@gsderp What I read from this:

> Authority over "good" browsers. Compiled it yourself with a fix? You're screwed.
> Kick out "modified" devices, granting Google, Apple and Microsoft a de-facto monopoly on computers and smartphones
> Adblockers shall die
> They want more (reliable) ad revenue
> Prevent fingerprint anonymization
> Bind every user to a specific traceable public key. Yet another surveillance factor

Sure they use fancy excuses but in the end it's always the same bullshit with them.

"For example, this API will show that a user is operating a web client on a secure Android device."

This whole approach can not work in an open source infrastructure (custom ROM, Linux desktop, ...). Instead, the approach requires the device to act against the interest of its owners. Any open source device can always be reprogrammed to stop doing that.

@Natanox @gsderp

@dj3ei @Natanox @gsderp the stupid games/stupid prizes part is the web scraping and astroturfing people have their whole livelihood on the line reverse engineering and defeating it whereas individual users are in the middle with less capability.
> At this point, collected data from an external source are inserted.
use std::fmt;

use crate::http::headers::Headers;

/// HTTP request methods.
///
/// The server answers GET and HEAD. Every other method is still a valid
/// request and is answered with 405 Method Not Allowed, so unknown tokens are
/// kept in `Other` instead of failing the parse.
#[derive(Debug, Clone, PartialEq, Eq)]
pub enum Method {
    /// GET - Retrieve a resource
    GET,
    /// HEAD - Like GET but without the response body
    HEAD,
    /// POST - Create or submit data
    POST,
    /// PUT - Replace a resource
    PUT,
    /// DELETE - Delete a resource
    DELETE,
    /// OPTIONS - Describe communication options
    OPTIONS,
    /// PATCH - Partial modification of a resource
    PATCH,
    /// Any other method token, stored as sent
    Other(String),
}

impl Method {
    /// Parses an HTTP method token.
    ///
    /// Method names are case-sensitive, so `get` ends up in `Other`.
    ///
    /// # Example
    ///
    /// ```
    /// # use hellohttp::http::request::Method;
    /// assert_eq!(Method::parse("GET"), Method::GET);
    /// assert_eq!(Method::parse("get"), Method::Other("get".to_string()));
    /// ```
    pub fn parse(s: &str) -> Self {
        match s {
            "GET" => Method::GET,
            "HEAD" => Method::HEAD,
            "POST" => Method::POST,
            "PUT" => Method::PUT,
            "DELETE" => Method::DELETE,
            "OPTIONS" => Method::OPTIONS,
            "PATCH" => Method::PATCH,
            other => Method::Other(other.to_string()),
        }
    }

    pub fn as_str(&self) -> &str {
        match self {
            Method::GET => "GET",
            Method::HEAD => "HEAD",
            Method::POST => "POST",
            Method::PUT => "PUT",
            Method::DELETE => "DELETE",
            Method::OPTIONS => "OPTIONS",
            Method::PATCH => "PATCH",
            Method::Other(other) => other,
        }
    }
}

impl fmt::Display for Method {
    fn fmt(&self, f: &mut fmt::Formatter<'_>) -> fmt::Result {
        f.write_str(self.as_str())
    }
}

/// Protocol version encoded as `major * 10 + minor`, so HTTP/1.1 is 11.
#[derive(Debug, Clone, Copy, PartialEq, Eq, PartialOrd, Ord)]
pub struct Version(pub u8);

impl Version {
    pub const HTTP_10: Version = Version(10);
    pub const HTTP_11: Version = Version(11);

    /// Parses `HTTP/x.y` with single-digit major and minor numbers.
    pub fn parse(s: &str) -> Option<Self> {
        let digits = s.strip_prefix("HTTP/")?.as_bytes();
        match digits {
            [major @ b'0'..=b'9', b'.', minor @ b'0'..=b'9'] => {
                Some(Version((major - b'0') * 10 + (minor - b'0')))
            }
            _ => None,
        }
    }

    pub fn major(self) -> u8 {
        self.0 / 10
    }

    pub fn minor(self) -> u8 {
        self.0 % 10
    }
}

impl Default for Version {
    fn default() -> Self {
        Version::HTTP_11
    }
}

impl fmt::Display for Version {
    fn fmt(&self, f: &mut fmt::Formatter<'_>) -> fmt::Result {
        write!(f, "HTTP/{}.{}", self.major(), self.minor())
    }
}

/// Represents a parsed HTTP request from a client.
///
/// Built once by the parser and never modified afterwards.
#[derive(Debug, Clone)]
pub struct Request {
    /// The HTTP method (GET, HEAD, etc.)
    pub method: Method,
    /// The request target as sent (e.g., "/World")
    pub path: String,
    /// Protocol version of the request line
    pub version: Version,
    /// Request headers in the order they were received
    pub headers: Headers,
    /// Request body, empty unless Content-Length was sent
    pub body: Vec<u8>,
}

/// Builder for constructing Request objects.
pub struct RequestBuilder {
    method: Option<Method>,
    path: Option<String>,
    version: Version,
    headers: Headers,
    body: Vec<u8>,
}

impl RequestBuilder {
    pub fn new() -> Self {
        Self {
            method: None,
            path: None,
            version: Version::default(),
            headers: Headers::new(),
            body: Vec::new(),
        }
    }

    pub fn method(mut self, method: Method) -> Self {
        self.method = Some(method);
        self
    }

    pub fn path(mut self, path: impl Into<String>) -> Self {
        self.path = Some(path.into());
        self
    }

    pub fn version(mut self, version: Version) -> Self {
        self.version = version;
        self
    }

    pub fn header(mut self, key: impl Into<String>, value: impl Into<String>) -> Self {
        self.headers.append(key, value);
        self
    }

    pub fn body(mut self, body: Vec<u8>) -> Self {
        self.body = body;
        self
    }

    pub fn build(self) -> Result<Request, &'static str> {
        Ok(Request {
            method: self.method.ok_or("method missing")?,
            path: self.path.ok_or("path missing")?,
            version: self.version,
            headers: self.headers,
            body: self.body,
        })
    }
}

impl Default for RequestBuilder {
    fn default() -> Self {
        Self::new()
    }
}

impl Request {
    /// Retrieves the first header value by name, ignoring ASCII case.
    pub fn header(&self, key: &str) -> Option<&str> {
        self.headers.get(key)
    }

    /// Determines whether the connection should remain open after the response.
    ///
    /// HTTP/1.1 keeps the connection open unless `Connection` lists `close`.
    /// HTTP/1.0 closes it unless `Connection` lists `keep-alive`.
    pub fn keep_alive(&self) -> bool {
        keep_alive(self.version, &self.headers)
    }
}

pub(crate) fn keep_alive(version: Version, headers: &Headers) -> bool {
    if version >= Version::HTTP_11 {
        !headers.has_token("Connection", "close")
    } else {
        headers.has_token("Connection", "keep-alive")
    }
}
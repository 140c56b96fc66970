//! Connection acceptance and worker lifecycle.

pub mod admission;
pub mod listener;

pub use admission::Admission;
pub use listener::Server;
//! hellohttp - minimal HTTP/1.1 greeting server
//!
//! Core library for request parsing, dispatch and connection handling.

pub mod config;
pub mod diagnostics;
pub mod http;
pub mod server;
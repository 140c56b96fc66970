use crate::http::headers::Headers;
use crate::http::mime::ContentType;
use crate::http::request::Version;

/// Status codes the server sends: 200 for greetings and HEAD replies, 405
/// for every other method.
#[derive(Debug, Clone, Copy, PartialEq, Eq)]
pub enum StatusCode {
    /// 200 OK
    Ok,
    /// 405 Method Not Allowed
    MethodNotAllowed,
}

impl StatusCode {
    /// Returns the numeric HTTP status code.
    ///
    /// # Example
    ///
    /// ```
    /// # use hellohttp::http::response::StatusCode;
    /// assert_eq!(StatusCode::Ok.as_u16(), 200);
    /// assert_eq!(StatusCode::MethodNotAllowed.as_u16(), 405);
    /// ```
    pub fn as_u16(&self) -> u16 {
        match self {
            StatusCode::Ok => 200,
            StatusCode::MethodNotAllowed => 405,
        }
    }

    /// Returns the standard HTTP reason phrase for this status code.
    pub fn reason_phrase(&self) -> &'static str {
        match self {
            StatusCode::Ok => "OK",
            StatusCode::MethodNotAllowed => "Method Not Allowed",
        }
    }
}

/// Represents a complete HTTP response ready to be sent to a client.
///
/// The keep-alive flag lives in the `Connection` header, the same way it
/// travels on the wire; use [`Response::keep_alive`] and
/// [`Response::set_keep_alive`] rather than editing that header directly.
#[derive(Debug, Clone)]
pub struct Response {
    /// The HTTP status code
    pub status: StatusCode,
    /// Protocol version, copied from the request being answered
    pub version: Version,
    /// HTTP headers in serialization order
    pub headers: Headers,
    /// Response body as bytes
    pub body: Vec<u8>,
}

/// Builder for constructing HTTP responses in a fluent style.
///
/// # Example
///
/// ```
/// # use hellohttp::http::response::{ResponseBuilder, StatusCode};
/// let response = ResponseBuilder::new(StatusCode::Ok)
///     .header("Content-Type", "text/plain")
///     .body(b"hi".to_vec())
///     .build();
/// assert_eq!(response.headers.get("Content-Length"), Some("2"));
/// ```
pub struct ResponseBuilder {
    status: StatusCode,
    version: Version,
    keep_alive: bool,
    headers: Headers,
    body: Vec<u8>,
}

impl ResponseBuilder {
    /// Creates a new HTTP/1.1 keep-alive response builder with the specified status code.
    pub fn new(status: StatusCode) -> Self {
        Self {
            status,
            version: Version::HTTP_11,
            keep_alive: true,
            headers: Headers::new(),
            body: Vec::new(),
        }
    }

    pub fn version(mut self, version: Version) -> Self {
        self.version = version;
        self
    }

    pub fn keep_alive(mut self, keep_alive: bool) -> Self {
        self.keep_alive = keep_alive;
        self
    }

    /// Adds or replaces a header.
    pub fn header(mut self, key: impl Into<String>, value: impl Into<String>) -> Self {
        self.headers.set(key, value);
        self
    }

    /// Sets the response body.
    pub fn body(mut self, body: Vec<u8>) -> Self {
        self.body = body;
        self
    }

    /// Builds the final Response.
    ///
    /// Adds a Content-Length header matching the body size unless one was set
    /// explicitly, then applies the keep-alive flag.
    pub fn build(mut self) -> Response {
        if !self.headers.contains("Content-Length") {
            self.headers.append("Content-Length", self.body.len().to_string());
        }

        let mut response = Response {
            status: self.status,
            version: self.version,
            headers: self.headers,
            body: self.body,
        };
        response.set_keep_alive(self.keep_alive);
        response
    }
}

impl Response {
    /// Creates a response carrying `body`, with Content-Length equal to its byte length.
    ///
    /// `content_type` defaults to [`ContentType::TEXT_HTML`].
    pub fn string(
        status: StatusCode,
        body: impl Into<String>,
        version: Version,
        keep_alive: bool,
        content_type: Option<&str>,
    ) -> Self {
        let body = body.into().into_bytes();
        // build() derives Content-Length from the body
        ResponseBuilder::new(status)
            .version(version)
            .keep_alive(keep_alive)
            .header("Content-Type", content_type.unwrap_or(ContentType::TEXT_HTML))
            .body(body)
            .build()
    }

    /// Creates a response without body bytes that still advertises
    /// `content_length`, written to the header verbatim.
    ///
    /// Used for HEAD replies, which describe a body they do not send.
    pub fn empty(
        status: StatusCode,
        content_length: &str,
        version: Version,
        keep_alive: bool,
        content_type: Option<&str>,
    ) -> Self {
        ResponseBuilder::new(status)
            .version(version)
            .keep_alive(keep_alive)
            .header("Content-Type", content_type.unwrap_or(ContentType::TEXT_HTML))
            .header("Content-Length", content_length)
            .build()
    }

    pub fn header(&self, key: &str) -> Option<&str> {
        self.headers.get(key)
    }

    /// Whether the connection stays open after this response, judged from
    /// the version and `Connection` header.
    pub fn keep_alive(&self) -> bool {
        crate::http::request::keep_alive(self.version, &self.headers)
    }

    /// Rewrites the `Connection` header so that [`Response::keep_alive`]
    /// returns `keep_alive`.
    ///
    /// HTTP/1.1 only needs `close` to opt out; HTTP/1.0 needs `keep-alive`
    /// to opt in.
    pub fn set_keep_alive(&mut self, keep_alive: bool) {
        self.headers.remove("Connection");
        if self.version >= Version::HTTP_11 {
            if !keep_alive {
                self.headers.append("Connection", "close");
            }
        } else if keep_alive {
            self.headers.append("Connection", "keep-alive");
        }
    }

    /// Whether the server has to close the connection after sending this response.
    ///
    /// That is the case when the client asked for it, or when the body has no
    /// length the client could frame it by and end-of-stream is the only
    /// terminator.
    pub fn need_eof(&self) -> bool {
        let framed = self.headers.contains("Content-Length")
            || self.headers.has_token("Transfer-Encoding", "chunked");
        !framed || !self.keep_alive()
    }
}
there's no doubt in my mind that if google rolls something like this out, the "trust" model will wind up relaxed for interactions that score high in attestation, meaning that someone who defeats attestation will have an easier time carrying out sim-swap and phishing attacks on the web. meanwhile the astroturfers, once compromised attestation keys and "verified" installs on server VMs exist will wind up with the same or greater capability as they have today.

The worst, and a potential outcome, is that attackers have a better understanding of the nuances of how this game is played than either the "users" (really website operators and ad networks in their paper) and us and wind up selling our access to the web back to us -- ironically selling us the tricks they use to bypass attestation roadblocks so we can "prove we're human".